■ **WHAT IS REQUIRED**:
Below are some entries; can you quote all of them exactly?

■ **DATA SHOWN**:
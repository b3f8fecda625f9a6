//! Greedy construction loop.

use crate::matrix::CostMatrix;
use crate::solver::TourSolver;
use crate::tour::{SolveResult, Tour};
use crate::CityIndex;

/// Nearest-neighbor heuristic.
///
/// Ties are broken by scan order: among unvisited cities with equal minimal
/// cost, the lowest index wins.
///
/// # Examples
///
/// ```
/// use u_tsp::matrix::CostMatrix;
/// use u_tsp::nearest::NearestNeighborSolver;
/// use u_tsp::TourSolver;
///
/// let m = CostMatrix::from_rows(vec![
///     vec![0.0, 1.0, 4.0],
///     vec![1.0, 0.0, 2.0],
///     vec![4.0, 2.0, 0.0],
/// ]).unwrap();
///
/// let result = NearestNeighborSolver.solve(&m, 0);
/// assert_eq!(result.tour.as_slice(), &[0, 1, 2, 0]);
/// assert_eq!(result.total_cost, 7.0);
/// ```
#[derive(Debug, Clone, Copy, Default)]
pub struct NearestNeighborSolver;

impl TourSolver for NearestNeighborSolver {
    fn name(&self) -> &str {
        "nearest-neighbor"
    }

    fn solve(&self, matrix: &CostMatrix, start: CityIndex) -> SolveResult {
        let n = matrix.size();
        let mut visited = vec![false; n];
        visited[start] = true;

        let mut path = Vec::with_capacity(n + 1);
        path.push(start);
        let mut current = start;
        let mut total_cost = 0.0;

        for _ in 1..n {
            // Strict `<`: the first minimum in index order is kept.
            let mut best: Option<(CityIndex, f64)> = None;
            for (city, &cost) in matrix.row(current).iter().enumerate() {
                if visited[city] {
                    continue;
                }
                if best.is_none_or(|(_, best_cost)| cost < best_cost) {
                    best = Some((city, cost));
                }
            }

            let Some((next, cost)) = best else {
                break;
            };
            visited[next] = true;
            path.push(next);
            total_cost += cost;
            current = next;
        }

        total_cost += matrix.get(current, start);
        path.push(start);

        log::debug!("nearest-neighbor from {start}: cost {total_cost}");
        SolveResult::new(Tour::from_path(path), total_cost)
    }
}
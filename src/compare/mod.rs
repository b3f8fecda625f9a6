//! Heuristic-versus-exact comparison.
//!
//! Runs a fast heuristic and an exact solver on the same instance, one after
//! the other, timing each. The report carries both tours, costs and timings;
//! judging them is left to the caller.

mod runner;

pub use runner::{solve_tsp, Comparator, ComparisonReport};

■ **RESPONSE AREA**:
repository b3f8fecda625f9a6
//! Greedy construction loop.

use crate::matrix::CostMatrix;
use crate::solver::TourSolver;
use crate::tour::{SolveResult, Tour};
use crate::CityIndex;

/// Nearest-neighbor heuristic.
///
/// Ties are broken by scan order: among unvisited cities with equal minimal
/// cost, the lowest index wins.
///
/// # Examples
///
/// ```
/// use u_tsp::matrix::CostMatrix;
/// use u_tsp::nearest::NearestNeighborSolver;
/// use u_tsp::TourSolver;
///
/// let m = CostMatrix::from_rows(vec![
///     vec![0.0, 1.0, 4.0],
///     vec![1.0, 0.0, 2.0],
///     vec![4.0, 2.0, 0.0],
/// ]).unwrap();
///
/// let result = NearestNeighborSolver.solve(&m, 0);
/// assert_eq!(result.tour.as_slice(), &[0, 1, 2, 0]);
/// assert_eq!(result.total_cost, 7.0);
/// ```
#[derive(Debug, Clone, Copy, Default)]
pub struct NearestNeighborSolver;

impl TourSolver for NearestNeighborSolver {
    fn name(&self) -> &str {
        "nearest-neighbor"
    }

    fn solve(&self, matrix: &CostMatrix, start: CityIndex) -> SolveResult {
        let n = matrix.size();
        let mut visited = vec![false; n];
        visited[start] = true;

        let mut path = Vec::with_capacity(n + 1);
        path.push(start);
        let mut current = start;
        let mut total_cost = 0.0;

        for _ in 1..n {
            // Strict `<`: the first minimum in index order is kept.
            let mut best: Option<(CityIndex, f64)> = None;
            for (city, &cost) in matrix.row(current).iter().enumerate() {
                if visited[city] {
                    continue;
                }
                if best.is_none_or(|(_, best_cost)| cost < best_cost) {
                    best = Some((city, cost));
                }
            }

            let Some((next, cost)) = best else {
                break;
            };
            visited[next] = true;
            path.push(next);
            total_cost += cost;
            current = next;
        }

        total_cost += matrix.get(current, start);
        path.push(start);

        log::debug!("nearest-neighbor from {start}: cost {total_cost}");
        SolveResult::new(Tour::from_path(path), total_cost)
    }
}
filename src/compare/mod.rs
repository b3f8fecda625f9a6
//! Heuristic-versus-exact comparison.
//!
//! Runs a fast heuristic and an exact solver on the same instance, one after
//! the other, timing each. The report carries both tours, costs and timings;
//! judging them is left to the caller.

mod runner;

pub use runner::{solve_tsp, Comparator, ComparisonReport};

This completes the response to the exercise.